■ Exercise instructions: I'd like every record written out again, exactly as it is.

Start of Records supplied

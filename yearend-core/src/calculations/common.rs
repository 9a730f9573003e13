//! Common utility functions for reconciliation calculations.
//!
//! All amounts are whole yen, so the only rounding rule the engine needs is
//! flooring toward negative infinity.

use rust_decimal::Decimal;

/// Floors a decimal value to a whole yen amount.
///
/// Rounds toward negative infinity, so negative fractions move away from
/// zero.
///
/// # Examples
///
/// ```
/// use rust_decimal_macros::dec;
/// use yearend_core::calculations::common::floor_yen;
///
/// assert_eq!(floor_yen(dec!(118800.99)), dec!(118800));
/// assert_eq!(floor_yen(dec!(550000)), dec!(550000));
/// assert_eq!(floor_yen(dec!(-0.5)), dec!(-1));
/// ```
pub fn floor_yen(value: Decimal) -> Decimal {
    value.floor()
}

/// Converts an integer percentage into an exact decimal rate.
///
/// # Examples
///
/// ```
/// use rust_decimal_macros::dec;
/// use yearend_core::calculations::common::percent;
///
/// assert_eq!(percent(33), dec!(0.33));
/// assert_eq!(percent(5), dec!(0.05));
/// ```
pub fn percent(rate_percent: i64) -> Decimal {
    Decimal::new(rate_percent, 2)
}

/// Returns the maximum of two decimal values.
///
/// # Examples
///
/// ```
/// use rust_decimal_macros::dec;
/// use yearend_core::calculations::common::max;
///
/// assert_eq!(max(dec!(100), dec!(200)), dec!(200));
/// assert_eq!(max(dec!(-100), dec!(0)), dec!(0));
/// ```
pub fn max(
    a: Decimal,
    b: Decimal,
) -> Decimal {
    if a > b { a } else { b }
}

End of Records supplied

■ Answer area:
filename yearend-core/src/calculations/common.rs
repository 9a730f9573003e13
//! Common utility functions for reconciliation calculations.
//!
//! All amounts are whole yen, so the only rounding rule the engine needs is
//! flooring toward negative infinity.

use rust_decimal::Decimal;

/// Floors a decimal value to a whole yen amount.
///
/// Rounds toward negative infinity, so negative fractions move away from
/// zero.
///
/// # Examples
///
/// ```
/// use rust_decimal_macros::dec;
/// use yearend_core::calculations::common::floor_yen;
///
/// assert_eq!(floor_yen(dec!(118800.99)), dec!(118800));
/// assert_eq!(floor_yen(dec!(550000)), dec!(550000));
/// assert_eq!(floor_yen(dec!(-0.5)), dec!(-1));
/// ```
pub fn floor_yen(value: Decimal) -> Decimal {
    value.floor()
}

/// Converts an integer percentage into an exact decimal rate.
///
/// # Examples
///
/// ```
/// use rust_decimal_macros::dec;
/// use yearend_core::calculations::common::percent;
///
/// assert_eq!(percent(33), dec!(0.33));
/// assert_eq!(percent(5), dec!(0.05));
/// ```
pub fn percent(rate_percent: i64) -> Decimal {
    Decimal::new(rate_percent, 2)
}

/// Returns the maximum of two decimal values.
///
/// # Examples
///
/// ```
/// use rust_decimal_macros::dec;
/// use yearend_core::calculations::common::max;
///
/// assert_eq!(max(dec!(100), dec!(200)), dec!(200));
/// assert_eq!(max(dec!(-100), dec!(0)), dec!(0));
/// ```
pub fn max(
    a: Decimal,
    b: Decimal,
) -> Decimal {
    if a > b { a } else { b }
}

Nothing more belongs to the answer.